Test, Exam and Signs

Historical Overview

  • Historically, the pulp-to-palm distance has been measured efficiently with a metric ruler. This measurement provides an approximate assessment of total finger range of motion (ROM). Pulp-to-palm distance can also be measured with a digital goniometer.1
  • By 2006, a new goniometer with ergonomic advantages was developed, especially for the measurement of small joints.2


  • The pulp-to-palm distance is the measurement (cm) from the tip of a finger to its distal palmar crease, for the index, long, ring and little fingers.
  • This measurement is useful when assessing a patient over time for changes in flexion, particularly when multiple joints or digits are involved.1
    • Goniometry is considered the “gold standard” for measuring finger ROM.3 However, using a digital goniometer is more time consuming than using a metric ruler.
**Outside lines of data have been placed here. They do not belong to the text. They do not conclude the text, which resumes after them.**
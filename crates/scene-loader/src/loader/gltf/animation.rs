use std::sync::Arc;

use futures::{
    future::{try_join3, try_join_all},
    FutureExt,
};

use crate::{
    accessor::{Accessor, AccessorShape},
    animation::{AnimationAsset, AnimationPath, Interpolation, KeyframeTrack, TrackValueType},
    index::{AssetIndex, AssetKind},
    node::NodeAsset,
};

use super::{
    document::{AnimationSamplerDef, ChannelDef},
    plugin::PluginFuture,
    GltfLoaderError, GltfParser, LoadWarning,
};

/// Builds the track of one channel. Output values are read denormalized.
///
/// The output must hold one element per keyframe (three with cubic spline
/// interpolation); morph target weights hold one per target and keyframe.
pub fn create_track(
    node: &NodeAsset,
    input: &Accessor,
    output: &Accessor,
    sampler: &AnimationSamplerDef,
    path: AnimationPath,
) -> Result<KeyframeTrack, GltfLoaderError> {
    let (value_type, shape) = match &path {
        AnimationPath::Weights => (TrackValueType::Number, Some(AccessorShape::Scalar)),
        AnimationPath::Rotation => (TrackValueType::Quaternion, Some(AccessorShape::Vec4)),
        AnimationPath::Translation | AnimationPath::Scale => {
            (TrackValueType::Vector, Some(AccessorShape::Vec3))
        }
        AnimationPath::Custom(_) if output.item_size() == 1 => (TrackValueType::Number, None),
        AnimationPath::Custom(_) => (TrackValueType::Vector, None),
    };
    if shape.is_some_and(|shape| shape != output.shape) {
        return Err(GltfLoaderError::UnsupportedAccessorShape(
            sampler.output,
            output.shape.to_string(),
        ));
    }

    let interpolation = Interpolation::from_name(&sampler.interpolation).unwrap_or_default();
    let slots = input.count * interpolation.values_per_key();
    let mismatch = GltfLoaderError::AnimationOutputMismatch {
        accessor: sampler.output,
        keyframes: input.count,
        values: output.count,
    };
    let per_slot = match (slots, output.count) {
        (0, 0) => 1,
        (0, _) => return Err(mismatch),
        (slots, count) if count % slots != 0 => return Err(mismatch),
        (slots, count) => count / slots,
    };
    if per_slot != 1 && path != AnimationPath::Weights {
        return Err(mismatch);
    }

    Ok(KeyframeTrack {
        target: node.id,
        target_name: node.name.clone(),
        path,
        value_type,
        interpolation,
        value_size: output.item_size() * per_slot,
        times: input.to_f32_vec(),
        values: output.to_f32_vec(),
    })
}

impl GltfParser {
    pub fn load_animation(self: &Arc<Self>, index: usize) -> PluginFuture<Arc<AnimationAsset>> {
        let parser = self.clone();
        async move {
            let def = parser.document.animation(index)?;
            let mut channels = Vec::new();
            for (channel_index, channel) in def.channels.iter().enumerate() {
                match channel.target.node {
                    Some(node) => channels.push(parser.load_channel(index, channel, node)),
                    None => parser.warn(LoadWarning::ChannelWithoutTarget {
                        animation: index,
                        channel: channel_index,
                    }),
                }
            }
            let tracks = try_join_all(channels).await?;
            Ok(Arc::new(AnimationAsset {
                id: AssetIndex::new(AssetKind::Animation, index),
                name: def
                    .name
                    .clone()
                    .unwrap_or_else(|| format!("animation_{}", index)),
                tracks,
                user_data: parser.user_data(&def.extras, &def.extensions),
            }))
        }
        .boxed()
    }

    fn load_channel(
        self: &Arc<Self>,
        animation: usize,
        channel: &ChannelDef,
        node: usize,
    ) -> PluginFuture<KeyframeTrack> {
        let sampler = match self
            .document
            .animations
            .get(animation)
            .and_then(|def| def.samplers.get(channel.sampler))
        {
            Some(sampler) => sampler.clone(),
            None => {
                let error = GltfLoaderError::IndexOutOfBounds(AssetIndex::new(
                    AssetKind::Animation,
                    animation,
                ));
                return async move { Err(error) }.boxed();
            }
        };
        let node = self.load_node_shallow(node);
        let input = self.load_accessor(sampler.input);
        let output = self.load_accessor(sampler.output);
        let path = AnimationPath::from_name(&channel.target.path);
        async move {
            let (node, input, output) = try_join3(node, input, output).await?;
            create_track(&node, &input, &output, &sampler, path)
        }
        .boxed()
    }
}

#[cfg(test)]
mod test {
    use glam::Quat;
    use serde_json::json;

    use crate::animation::{AnimationPath, Interpolation, TrackValueType};

    use super::super::{GltfLoaderError, GltfParser, LoadWarning};

    fn f32_bytes(values: &[f32]) -> Vec<u8> {
        values.iter().flat_map(|value| value.to_le_bytes()).collect()
    }

    #[test]
    fn test_step_rotation() {
        let end = Quat::from_rotation_y(std::f32::consts::FRAC_PI_2);
        let mut bin = f32_bytes(&[0.0, 1.0]);
        bin.extend(f32_bytes(&Quat::IDENTITY.to_array()));
        bin.extend(f32_bytes(&end.to_array()));
        let parser = GltfParser::for_test(
            json!({
                "asset": { "version": "2.0" },
                "buffers": [{ "byteLength": 40 }],
                "bufferViews": [
                    { "buffer": 0, "byteLength": 8 },
                    { "buffer": 0, "byteOffset": 8, "byteLength": 32 }
                ],
                "accessors": [
                    { "bufferView": 0, "componentType": 5126, "count": 2, "type": "SCALAR" },
                    { "bufferView": 1, "componentType": 5126, "count": 2, "type": "VEC4" }
                ],
                "nodes": [{ "name": "head" }],
                "animations": [{
                    "channels": [
                        { "sampler": 0, "target": { "node": 0, "path": "rotation" } },
                        { "sampler": 0, "target": { "path": "rotation" } }
                    ],
                    "samplers": [{ "input": 0, "output": 1, "interpolation": "STEP" }]
                }]
            }),
            Some(bin),
        );
        let animation = pollster::block_on(parser.load_animation(0)).unwrap();
        assert_eq!(animation.name, "animation_0");
        assert_eq!(animation.tracks.len(), 1);
        assert_eq!(animation.duration(), 1.0);

        let track = &animation.tracks[0];
        assert_eq!(track.target_name.as_deref(), Some("head"));
        assert_eq!(track.path, AnimationPath::Rotation);
        assert_eq!(track.value_type, TrackValueType::Quaternion);
        assert_eq!(track.interpolation, Interpolation::Step);
        assert_eq!(track.sample(0.5), Quat::IDENTITY.to_array());
        assert!(matches!(
            parser.warnings().as_slice(),
            [LoadWarning::ChannelWithoutTarget { animation: 0, channel: 1 }]
        ));
    }

    #[test]
    fn test_output_layout() {
        let mut bin = f32_bytes(&[0.0, 1.0]);
        bin.extend(f32_bytes(&[0.0, 0.5, 1.0, 0.25, 0.75, 1.0]));
        let channel = |path: &str, output: usize| {
            json!({
                "channels": [{ "sampler": 0, "target": { "node": 0, "path": path } }],
                "samplers": [{ "input": 0, "output": output }]
            })
        };
        let parser = GltfParser::for_test(
            json!({
                "asset": { "version": "2.0" },
                "buffers": [{ "byteLength": 32 }],
                "bufferViews": [
                    { "buffer": 0, "byteLength": 8 },
                    { "buffer": 0, "byteOffset": 8, "byteLength": 24 }
                ],
                "accessors": [
                    { "bufferView": 0, "componentType": 5126, "count": 2, "type": "SCALAR" },
                    { "bufferView": 1, "componentType": 5126, "count": 2, "type": "VEC3" },
                    { "bufferView": 1, "componentType": 5126, "count": 1, "type": "VEC4" },
                    { "bufferView": 1, "componentType": 5126, "count": 4, "type": "SCALAR" },
                    { "bufferView": 1, "componentType": 5126, "count": 3, "type": "SCALAR" }
                ],
                "nodes": [{ "name": "face" }],
                "animations": [
                    channel("rotation", 1),
                    channel("rotation", 2),
                    channel("weights", 3),
                    channel("weights", 4)
                ]
            }),
            Some(bin),
        );

        assert!(matches!(
            pollster::block_on(parser.load_animation(0)),
            Err(GltfLoaderError::UnsupportedAccessorShape(1, shape)) if shape == "VEC3"
        ));
        assert!(matches!(
            pollster::block_on(parser.load_animation(1)),
            Err(GltfLoaderError::AnimationOutputMismatch {
                accessor: 2,
                keyframes: 2,
                values: 1
            })
        ));

        // Two morph targets per keyframe
        let animation = pollster::block_on(parser.load_animation(2)).unwrap();
        let track = &animation.tracks[0];
        assert_eq!(track.value_size(), 2);
        assert_eq!(track.sample(0.0), vec![0.0, 0.5]);
        assert_eq!(track.sample(1.0), vec![1.0, 0.25]);

        assert!(matches!(
            pollster::block_on(parser.load_animation(3)),
            Err(GltfLoaderError::AnimationOutputMismatch { accessor: 4, .. })
        ));
    }

    #[test]
    fn test_normalized_output() {
        let mut bin = f32_bytes(&[0.0, 1.0]);
        let rotation: [i16; 8] = [0, 0, 0, i16::MAX, 0, 23170, 0, 23170];
        bin.extend(rotation.iter().flat_map(|value| value.to_le_bytes()));
        bin.extend([0u8, 255, 0, 0]);
        let parser = GltfParser::for_test(
            json!({
                "asset": { "version": "2.0" },
                "buffers": [{ "byteLength": 28 }],
                "bufferViews": [
                    { "buffer": 0, "byteLength": 8 },
                    { "buffer": 0, "byteOffset": 8, "byteLength": 16 },
                    { "buffer": 0, "byteOffset": 24, "byteLength": 2 }
                ],
                "accessors": [
                    { "bufferView": 0, "componentType": 5126, "count": 2, "type": "SCALAR" },
                    {
                        "bufferView": 1, "componentType": 5122, "normalized": true,
                        "count": 2, "type": "VEC4"
                    },
                    {
                        "bufferView": 2, "componentType": 5121, "normalized": true,
                        "count": 2, "type": "SCALAR"
                    }
                ],
                "nodes": [{ "name": "head" }],
                "animations": [{
                    "channels": [
                        { "sampler": 0, "target": { "node": 0, "path": "rotation" } },
                        { "sampler": 1, "target": { "node": 0, "path": "weights" } }
                    ],
                    "samplers": [
                        { "input": 0, "output": 1 },
                        { "input": 0, "output": 2 }
                    ]
                }]
            }),
            Some(bin),
        );
        let animation = pollster::block_on(parser.load_animation(0)).unwrap();

        let rotation = &animation.tracks[0];
        assert!(rotation.values.iter().all(|value| (-1.0..=1.0).contains(value)));
        assert_eq!(rotation.value(0), Quat::IDENTITY.to_array());
        let end = Quat::from_slice(rotation.value(1));
        assert!(end.abs_diff_eq(Quat::from_rotation_y(std::f32::consts::FRAC_PI_2), 1e-4));

        let weights = &animation.tracks[1];
        assert_eq!(weights.values, vec![0.0, 1.0]);
        assert_eq!(weights.sample(0.5), vec![0.5]);
    }
}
  • A positive result for active pulp-to-palm distance may arise from flexor tendon injury, joint injuries, paralysis, flexor tenosynovitis and rheumatoid arthritis (RA).
  • In rare cases, a positive result can also be caused by systemic sclerosis or brachial plexus palsy in children.3


  1. Ask the patient to flex the fingers of the affected hand and bring the tips of the affected fingers as close to the palm as possible.
  2. Measure and record the pulp-to-palm distance with a metric ruler or goniometer.
  3. Observe whether the patient experiences pain or crepitus with this measurement.
  4. Examine the patient’s contralateral hand for comparison.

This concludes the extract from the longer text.